In the News: The Feynman Technique

In a recent Medium post republished on Quartz, Shane Parrish writes about the Feynman Technique for mastering a subject, inspired by Nobel laureate Richard Feynman’s way of thinking. According to Parrish, the Feynman Technique has three steps:

Step 1: Teach It to a Child — Think about how you would teach your subject to “an eight-year-old who has just enough vocabulary and attention span to understand basic concepts and relationships.” In doing so, Parrish notes, “you force yourself to understand the concept at a deeper level and simplify relationships and connections between ideas. If you struggle, you have a clear understanding of where you have some gaps. That tension is good—it heralds an opportunity to learn.”

Step 2: Review — “Now you know where you got stuck, go back to the source material and re-learn it until you can explain it in basic terms,” advises Parrish.

Step 3: Organize and Simplify — Once you’ve gained a deeper—and simpler—understanding of your topic, “organize them into a simple story that flows.”

As an optional Step 4, you can Transmit what you’ve learned, actually explaining your subject to an eight-year old (or someone else who doesn’t know anything about your subject). As Parrish notes, “the ultimate test of your knowledge is your capacity to convey it to another.”

If you’ve read The Science of Speaking, you’ll immediately recognize these ideas from the chapters on technical communication (and organization). I’m including them again here because: a) they’re worth repeating, b) I like how the Feynman Technique organizes them into an elegant framework, a three-step method that’s easy to remember.

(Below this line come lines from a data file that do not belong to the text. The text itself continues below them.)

use crate::objects::*;
use crate::{Error, Feed, FeedReader, LoadWarning, RawFeed};
use rgb::RGB8;

fn ids<'a, T: 'a>(objs: impl IntoIterator<Item = &'a T>, id: impl Fn(&T) -> &str) -> Vec<String> {
    objs.into_iter().map(|o| id(o).to_owned()).collect()
}

#[test]
fn read_calendar() {
    let feed = Feed::from_path("fixtures/basic").expect("impossible to read feed");
    assert_eq!(2, feed.calendar.len());
    let mon_wed = feed.get_calendar_entry("mon_wed").unwrap();
    assert!(mon_wed.monday);
    assert!(!mon_wed.tuesday);
    assert!(mon_wed.wednesday);
    assert!(!mon_wed.sunday);
    assert_eq!(
        chrono::NaiveDate::from_ymd_opt(2024, 12, 31),
        mon_wed.end_date
    );
}

#[test]
fn read_shapes() {
    let feed = Feed::from_path("fixtures/basic").expect("impossible to read feed");
    assert_eq!(2, feed.shapes.len());
    let s3 = feed.get_shape("S3").unwrap();
    assert_eq!(3, s3.len());
    assert_eq!(45.1, s3.coords[0].latitude);
    assert_eq!(4.1, s3.coords[0].longitude);
    let s5 = feed.get_shape("S5").unwrap();
    let sequences: Vec<u32> = s5.coords.iter().map(|c| c.sequence).collect();
    assert_eq!(vec![10, 20, 30, 40, 50], sequences);
}

#[test]
fn read_routes() {
    let feed = Feed::from_path("fixtures/basic").expect("impossible to read feed");
    assert_eq!(3, feed.routes.len());

    let r1 = feed.get_route("R1").unwrap();
    assert_eq!(RouteType::Bus, r1.route_type);
    assert_eq!(Some("TCL".to_owned()), r1.agency_id);
    assert_eq!(Some("".to_owned()), r1.description);
    assert_eq!(Some("http://example.com/n".to_owned()), r1.url);
    assert_eq!(Some(RGB8::new(255, 0, 0)), r1.color_rgb().unwrap());
    assert_eq!(Some(RGB8::new(255, 255, 255)), r1.text_color_rgb().unwrap());

    let r2 = feed.get_route("R2").unwrap();
    assert_eq!("M", r2.short_name);
    assert_eq!("Metro", r2.long_name);
    assert_eq!(RouteType::Subway, r2.route_type);
    assert_eq!(None, r2.color_rgb().unwrap());

    assert_eq!(RouteType::LightRail, feed.get_route("R3").unwrap().route_type);
}

#[test]
fn trips_are_linked_in_file_order() {
    let feed = Feed::from_path("fixtures/basic").expect("impossible to read feed");
    assert_eq!(3, feed.trips.len());
    assert!(feed.warnings.is_empty());

    let r1 = feed.get_route("R1").unwrap();
    assert_eq!(vec!["T1", "T2"], ids(feed.route_trips(r1), |t| &t.id));

    let t1 = feed.get_trip("T1").unwrap();
    assert_eq!("R1", t1.route.as_str());
    assert_eq!(Some("S3"), t1.shape.as_deref());
    assert_eq!("weekdays", t1.service_id);
    assert_eq!("0", t1.direction);

    let t3 = feed.get_trip("T3").unwrap();
    assert_eq!(None, t3.shape);
    assert_eq!(vec!["T3"], ids(feed.route_trips(feed.get_route("R2").unwrap()), |t| &t.id));
    assert!(feed.get_route("R3").unwrap().trips.is_empty());
}

#[test]
fn read_stop_times() {
    let feed = Feed::load("fixtures/basic", true).expect("impossible to read feed");
    let stop_times = &feed.get_trip("T1").unwrap().stop_times;
    let sequences: Vec<u32> = stop_times.iter().map(|st| st.sequence).collect();
    assert_eq!(vec![1, 2, 3], sequences);
    assert_eq!("B", stop_times[1].stop.as_str());
    assert_eq!("T1", stop_times[1].trip.as_str());
    assert_eq!(8 * 3600 + 5 * 60, stop_times[1].time);
    assert_eq!(Some(8 * 3600 + 11 * 60), stop_times[2].departure_time);

    let late = &feed.get_trip("T2").unwrap().stop_times;
    assert_eq!(25 * 3600 + 10 * 60, late[0].time);
    assert_eq!(None, late[1].departure_time);
    assert_eq!("Gamma", feed.stops[&late[0].stop].name);
}

#[test]
fn skip_stop_times() {
    let feed = Feed::load("fixtures/basic", false).expect("impossible to read feed");
    assert_eq!(3, feed.trips.len());
    assert!(feed.trips.values().all(|t| t.stop_times.is_empty()));
    assert_eq!(3, feed.stops.len());

    let r1 = feed.get_route("R1").unwrap();
    assert!(feed.route_stops(r1).is_empty());
}

#[test]
fn stop_times_file_is_not_opened_when_skipped() {
    let feed = FeedReader::default()
        .without_stop_times()
        .read("fixtures/no_stop_times")
        .expect("impossible to read feed");
    assert_eq!(3, feed.trips.len());

    match Feed::load("fixtures/no_stop_times", true) {
        Err(Error::MissingFile(f)) => assert_eq!("stop_times.txt", f),
        other => panic!("unexpected result {:?}", other.map(|f| f.trips.len())),
    }
}

#[test]
fn missing_required_file() {
    match Feed::load("fixtures/missing_routes", false) {
        Err(Error::MissingFile(f)) => assert_eq!("routes.txt", f),
        other => panic!("unexpected result {:?}", other.map(|f| f.routes.len())),
    }
}

#[test]
fn route_queries() {
    let feed = Feed::from_path("fixtures/basic").expect("impossible to read feed");
    let r1 = feed.route_by_short_name("N").expect("no route N");
    assert_eq!("R1", r1.id);
    assert!(feed.route_by_short_name("Z").is_none());

    assert_eq!(vec!["S3", "S5"], ids(feed.route_shapes(r1), |s| &s.id));
    assert_eq!("S5", feed.longest_shape(r1).unwrap().id);
    assert_eq!(vec!["A", "B", "C"], ids(feed.route_stops(r1), |s| &s.id));
    assert_eq!(
        ["Outbound".to_owned(), "Inbound".to_owned()],
        feed.headsigns(r1)
    );

    let r2 = feed.route_by_short_name("M").expect("no route M");
    assert!(feed.route_shapes(r2).is_empty());
    assert!(feed.longest_shape(r2).is_none());
    assert_eq!([String::new(), String::new()], feed.headsigns(r2));
}

#[test]
fn calendar_by_weekday() {
    let feed = Feed::load("fixtures/basic", false).expect("impossible to read feed");
    assert_eq!(
        vec![
            "mon_wed", "weekdays", // monday
            "weekdays", // tuesday
            "mon_wed", "weekdays", // wednesday
            "weekdays", // thursday
            "weekdays", // friday
        ],
        feed.calendar()
    );
    let saturday = chrono::NaiveDate::from_ymd_opt(2024, 6, 1).unwrap();
    assert!(feed.services_on(saturday).is_empty());
}

#[test]
fn unknown_references_are_skipped() {
    let feed = Feed::from_path("fixtures/broken_references").expect("impossible to read feed");
    assert_eq!(
        vec![
            LoadWarning::UnknownRoute {
                trip_id: "T2".to_owned(),
                route_id: "R9".to_owned()
            },
            LoadWarning::UnknownShape {
                trip_id: "T3".to_owned(),
                shape_id: "S9".to_owned()
            },
            LoadWarning::DuplicateTrip {
                trip_id: "T1".to_owned()
            },
            LoadWarning::UnknownTrip {
                trip_id: "T2".to_owned()
            },
            LoadWarning::UnknownStop {
                trip_id: "T1".to_owned(),
                stop_id: "Z".to_owned()
            },
        ],
        feed.warnings
    );

    assert_eq!(2, feed.trips.len());
    assert!(feed.get_trip("T2").is_err());
    let r1 = feed.get_route("R1").unwrap();
    assert_eq!(vec!["T1", "T3"], ids(feed.route_trips(r1), |t| &t.id));

    let t1 = feed.get_trip("T1").unwrap();
    assert_eq!("Centre", t1.headsign);
    assert_eq!(vec!["A", "B"], ids(&t1.stop_times, |st| st.stop.as_str()));
    assert_eq!(None, feed.get_trip("T3").unwrap().shape);
}

#[test]
fn split_shape_keeps_its_last_block() {
    let feed = Feed::load("fixtures/interleaved_shapes", false).expect("impossible to read feed");
    assert_eq!(2, feed.shapes.len());
    let s3 = feed.get_shape("S3").unwrap();
    let sequences: Vec<u32> = s3.coords.iter().map(|c| c.sequence).collect();
    assert_eq!(vec![8, 9], sequences);

    let r1 = feed.get_route("R1").unwrap();
    assert_eq!("S3", feed.longest_shape(r1).unwrap().id);
    // the single point shape of direction 1 does not pass its threshold
    assert_eq!(["Outbound".to_owned(), String::new()], feed.headsigns(r1));
}

#[test]
fn raw_rows_keep_file_order() {
    let raw = FeedReader::default()
        .raw_from_path("fixtures/basic")
        .expect("impossible to read feed");
    assert_eq!(8, raw.shapes.len());
    assert_eq!(2, raw.shapes[0].sequence);
    assert_eq!(5, raw.stop_times.as_ref().map_or(0, |st| st.len()));

    let without = FeedReader::default()
        .read_stop_times(false)
        .raw_from_path("fixtures/basic")
        .expect("impossible to read feed");
    assert!(without.stop_times.is_none());
    assert!(RawFeed::from_path("fixtures/missing_routes").is_err());
}

#[test]
fn unknown_ids() {
    let feed = Feed::from_path("fixtures/basic").expect("impossible to read feed");
    match feed.get_stop("Utopia") {
        Err(Error::ReferenceError(id)) => assert_eq!("Utopia", id),
        other => panic!("unexpected result {:?}", other),
    }
    assert!(feed.get_calendar_entry("sundays").is_err());
    assert!(feed.routes.get_id("R4").is_none());
}

#[test]
fn display() {
    assert_eq!(
        "Sorano".to_owned(),
        format!(
            "{}",
            Stop {
                name: "Sorano".to_owned(),
                ..Stop::default()
            }
        )
    );

    assert_eq!(
        "Long route name".to_owned(),
        format!(
            "{}",
            Route {
                long_name: "Long route name".to_owned(),
                short_name: "L".to_owned(),
                ..Route::default()
            }
        )
    );

    assert_eq!(
        "Short route name".to_owned(),
        format!(
            "{}",
            Route {
                short_name: "Short route name".to_owned(),
                ..Route::default()
            }
        )
    );
}

#[test]
fn serialize_linked_objects() {
    let feed = Feed::from_path("fixtures/basic").expect("impossible to read feed");
    let trip = serde_json::to_value(feed.get_trip("T1").unwrap()).unwrap();
    assert_eq!("R1", trip["route"]);
    assert_eq!("S3", trip["shape"]);
    assert_eq!("A", trip["stop_times"][0]["stop"]);

    let route = serde_json::to_value(feed.get_route("R1").unwrap()).unwrap();
    assert_eq!("Bus", route["route_type"]);
    assert_eq!(2, route["trips"].as_array().unwrap().len());
}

I also like the explicit addition of Step 2, which is something I only imply in The Science of Speaking: to teach better, you need to learn better. Which leads us to another important insight: just as I’ve said that it’s not your audience’s responsibility to be interested in your topic, it’s your responsibility to interest them, the same thing holds true for informing them. It’s not the audience’s responsibility to understand your explanation, it’s your responsibility to explain it so they can.